■ WORKING DATA
* * * * * * * * *

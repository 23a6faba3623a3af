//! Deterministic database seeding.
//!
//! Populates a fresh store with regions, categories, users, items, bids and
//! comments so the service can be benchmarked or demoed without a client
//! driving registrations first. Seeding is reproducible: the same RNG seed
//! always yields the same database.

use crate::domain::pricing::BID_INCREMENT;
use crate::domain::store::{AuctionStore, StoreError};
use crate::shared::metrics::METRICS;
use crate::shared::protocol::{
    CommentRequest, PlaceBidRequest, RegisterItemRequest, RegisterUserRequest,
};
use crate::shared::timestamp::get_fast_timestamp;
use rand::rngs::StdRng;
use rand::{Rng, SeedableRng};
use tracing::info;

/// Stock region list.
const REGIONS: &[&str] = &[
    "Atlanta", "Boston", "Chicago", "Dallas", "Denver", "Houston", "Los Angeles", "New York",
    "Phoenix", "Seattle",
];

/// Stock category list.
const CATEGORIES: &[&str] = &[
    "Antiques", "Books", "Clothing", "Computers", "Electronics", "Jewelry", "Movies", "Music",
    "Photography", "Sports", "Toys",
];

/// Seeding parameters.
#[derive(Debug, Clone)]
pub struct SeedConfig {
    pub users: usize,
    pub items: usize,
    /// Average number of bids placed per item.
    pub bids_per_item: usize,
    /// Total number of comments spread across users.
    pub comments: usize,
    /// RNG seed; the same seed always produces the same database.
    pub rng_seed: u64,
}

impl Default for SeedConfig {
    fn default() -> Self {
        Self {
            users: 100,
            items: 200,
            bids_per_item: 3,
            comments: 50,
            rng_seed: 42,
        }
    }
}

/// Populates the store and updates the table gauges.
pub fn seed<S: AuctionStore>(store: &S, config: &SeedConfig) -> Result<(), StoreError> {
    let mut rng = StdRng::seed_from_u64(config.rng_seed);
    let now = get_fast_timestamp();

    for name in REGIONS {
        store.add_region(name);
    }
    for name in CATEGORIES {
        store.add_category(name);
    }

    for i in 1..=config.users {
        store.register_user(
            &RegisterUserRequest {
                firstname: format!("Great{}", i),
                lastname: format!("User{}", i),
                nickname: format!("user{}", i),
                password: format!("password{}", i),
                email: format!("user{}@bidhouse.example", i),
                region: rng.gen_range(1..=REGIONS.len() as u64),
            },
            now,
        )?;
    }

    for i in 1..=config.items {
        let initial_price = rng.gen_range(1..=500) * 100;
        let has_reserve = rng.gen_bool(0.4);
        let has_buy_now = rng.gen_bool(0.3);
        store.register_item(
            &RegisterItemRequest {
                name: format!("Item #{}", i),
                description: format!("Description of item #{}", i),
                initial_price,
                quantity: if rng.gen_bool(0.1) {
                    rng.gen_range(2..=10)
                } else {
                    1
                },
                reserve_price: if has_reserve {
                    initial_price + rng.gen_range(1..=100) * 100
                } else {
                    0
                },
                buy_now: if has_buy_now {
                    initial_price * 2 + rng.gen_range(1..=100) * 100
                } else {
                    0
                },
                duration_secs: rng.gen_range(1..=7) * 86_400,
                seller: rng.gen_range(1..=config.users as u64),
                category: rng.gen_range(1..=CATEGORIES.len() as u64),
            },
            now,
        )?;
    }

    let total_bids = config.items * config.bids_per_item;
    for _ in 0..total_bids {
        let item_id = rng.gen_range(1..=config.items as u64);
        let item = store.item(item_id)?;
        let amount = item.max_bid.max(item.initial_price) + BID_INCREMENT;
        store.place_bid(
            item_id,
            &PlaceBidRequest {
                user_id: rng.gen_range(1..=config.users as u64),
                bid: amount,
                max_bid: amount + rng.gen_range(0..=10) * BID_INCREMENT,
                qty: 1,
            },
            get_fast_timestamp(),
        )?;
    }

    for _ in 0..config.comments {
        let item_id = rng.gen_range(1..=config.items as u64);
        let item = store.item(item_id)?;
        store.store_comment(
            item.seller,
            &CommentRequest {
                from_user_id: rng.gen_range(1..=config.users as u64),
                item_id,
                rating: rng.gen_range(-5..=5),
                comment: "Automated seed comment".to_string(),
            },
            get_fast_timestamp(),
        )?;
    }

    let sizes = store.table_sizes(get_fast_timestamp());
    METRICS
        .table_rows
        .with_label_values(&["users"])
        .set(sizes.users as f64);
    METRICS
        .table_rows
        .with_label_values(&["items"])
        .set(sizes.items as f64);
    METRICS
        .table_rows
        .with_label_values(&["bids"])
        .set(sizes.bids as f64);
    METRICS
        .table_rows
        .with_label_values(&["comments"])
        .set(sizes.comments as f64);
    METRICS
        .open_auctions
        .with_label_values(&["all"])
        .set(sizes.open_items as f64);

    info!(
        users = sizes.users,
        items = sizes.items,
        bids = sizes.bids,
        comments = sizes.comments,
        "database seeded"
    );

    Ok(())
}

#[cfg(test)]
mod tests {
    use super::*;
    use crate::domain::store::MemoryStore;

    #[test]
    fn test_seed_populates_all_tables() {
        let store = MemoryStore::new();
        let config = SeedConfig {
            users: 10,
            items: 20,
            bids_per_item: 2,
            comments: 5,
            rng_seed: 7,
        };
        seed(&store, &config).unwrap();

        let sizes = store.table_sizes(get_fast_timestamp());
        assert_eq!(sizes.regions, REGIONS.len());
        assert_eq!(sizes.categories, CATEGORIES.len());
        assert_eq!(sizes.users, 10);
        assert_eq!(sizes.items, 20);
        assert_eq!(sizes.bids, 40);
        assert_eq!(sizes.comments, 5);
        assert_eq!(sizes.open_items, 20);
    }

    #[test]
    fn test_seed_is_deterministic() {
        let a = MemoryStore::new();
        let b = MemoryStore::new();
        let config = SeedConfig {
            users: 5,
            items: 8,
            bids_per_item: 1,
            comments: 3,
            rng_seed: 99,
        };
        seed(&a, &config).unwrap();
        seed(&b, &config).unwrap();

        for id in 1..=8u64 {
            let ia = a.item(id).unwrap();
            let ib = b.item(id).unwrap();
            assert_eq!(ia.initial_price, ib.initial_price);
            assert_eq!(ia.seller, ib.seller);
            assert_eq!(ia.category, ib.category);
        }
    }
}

* * * * * * * * *

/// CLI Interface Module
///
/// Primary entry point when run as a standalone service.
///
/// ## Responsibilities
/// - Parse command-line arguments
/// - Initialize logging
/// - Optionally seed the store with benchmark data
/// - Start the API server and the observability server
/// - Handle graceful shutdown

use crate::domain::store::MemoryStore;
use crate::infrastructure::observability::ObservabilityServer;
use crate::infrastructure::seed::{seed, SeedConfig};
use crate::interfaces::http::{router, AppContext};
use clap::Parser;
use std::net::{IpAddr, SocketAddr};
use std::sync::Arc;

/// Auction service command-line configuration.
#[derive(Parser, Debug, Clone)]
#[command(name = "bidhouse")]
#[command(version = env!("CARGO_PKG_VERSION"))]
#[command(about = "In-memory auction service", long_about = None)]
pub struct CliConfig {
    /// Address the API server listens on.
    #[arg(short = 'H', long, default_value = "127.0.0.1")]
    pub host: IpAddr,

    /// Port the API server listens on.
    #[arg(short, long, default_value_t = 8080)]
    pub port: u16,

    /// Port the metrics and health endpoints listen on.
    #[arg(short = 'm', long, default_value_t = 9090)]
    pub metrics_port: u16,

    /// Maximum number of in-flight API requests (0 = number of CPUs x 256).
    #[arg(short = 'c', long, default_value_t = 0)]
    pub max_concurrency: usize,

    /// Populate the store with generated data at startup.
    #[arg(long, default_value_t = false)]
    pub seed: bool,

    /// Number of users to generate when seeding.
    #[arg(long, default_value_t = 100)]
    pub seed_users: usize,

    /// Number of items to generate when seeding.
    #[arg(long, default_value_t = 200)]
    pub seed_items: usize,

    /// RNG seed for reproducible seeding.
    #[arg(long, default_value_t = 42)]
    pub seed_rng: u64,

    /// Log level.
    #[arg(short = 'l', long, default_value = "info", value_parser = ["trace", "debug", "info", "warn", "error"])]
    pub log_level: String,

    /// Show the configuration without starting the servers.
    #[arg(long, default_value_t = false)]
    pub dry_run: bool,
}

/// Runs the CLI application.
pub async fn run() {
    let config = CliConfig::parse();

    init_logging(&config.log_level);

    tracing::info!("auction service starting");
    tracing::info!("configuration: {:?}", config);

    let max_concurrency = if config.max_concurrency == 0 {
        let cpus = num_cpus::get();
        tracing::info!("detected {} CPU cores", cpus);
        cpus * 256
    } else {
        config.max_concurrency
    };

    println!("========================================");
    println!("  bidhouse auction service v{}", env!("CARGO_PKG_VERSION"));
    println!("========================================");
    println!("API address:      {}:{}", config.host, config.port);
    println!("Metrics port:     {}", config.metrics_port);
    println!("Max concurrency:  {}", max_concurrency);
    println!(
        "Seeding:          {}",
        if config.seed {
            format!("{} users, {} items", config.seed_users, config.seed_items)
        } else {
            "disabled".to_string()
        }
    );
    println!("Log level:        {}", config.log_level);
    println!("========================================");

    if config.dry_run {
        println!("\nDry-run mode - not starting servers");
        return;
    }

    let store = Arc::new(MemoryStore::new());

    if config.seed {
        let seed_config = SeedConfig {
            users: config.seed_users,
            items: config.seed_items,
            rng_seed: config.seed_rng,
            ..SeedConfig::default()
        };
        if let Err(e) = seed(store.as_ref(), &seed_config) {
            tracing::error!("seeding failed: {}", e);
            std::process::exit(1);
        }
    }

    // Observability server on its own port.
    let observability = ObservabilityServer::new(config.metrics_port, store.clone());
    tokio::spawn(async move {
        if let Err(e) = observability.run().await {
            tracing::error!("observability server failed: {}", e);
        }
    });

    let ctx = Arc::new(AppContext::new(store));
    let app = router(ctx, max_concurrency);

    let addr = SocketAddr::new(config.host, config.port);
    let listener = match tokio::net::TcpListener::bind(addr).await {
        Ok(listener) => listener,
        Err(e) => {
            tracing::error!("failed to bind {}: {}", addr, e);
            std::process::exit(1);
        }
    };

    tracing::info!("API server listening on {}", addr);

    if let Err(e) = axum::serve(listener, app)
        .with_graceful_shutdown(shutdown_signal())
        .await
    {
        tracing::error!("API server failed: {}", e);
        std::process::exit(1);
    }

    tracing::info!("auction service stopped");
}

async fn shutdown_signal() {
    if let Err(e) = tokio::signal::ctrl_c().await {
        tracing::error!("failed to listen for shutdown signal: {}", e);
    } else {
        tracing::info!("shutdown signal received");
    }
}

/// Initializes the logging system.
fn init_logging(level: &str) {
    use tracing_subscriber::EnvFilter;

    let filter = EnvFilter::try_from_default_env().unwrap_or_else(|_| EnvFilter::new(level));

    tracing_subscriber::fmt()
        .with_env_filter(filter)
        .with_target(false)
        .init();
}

* * * * * * * * *

■ TASK DETAILS
Look above for the line with "repository 23a6faba3623a3af"; retype exactly that line, every line after it up to the line with "same RNG seed", and that line too, nothing else.

■ ANSWER SECTION
repository 23a6faba3623a3af
//! Deterministic database seeding.
//!
//! Populates a fresh store with regions, categories, users, items, bids and
//! comments so the service can be benchmarked or demoed without a client
//! driving registrations first. Seeding is reproducible: the same RNG seed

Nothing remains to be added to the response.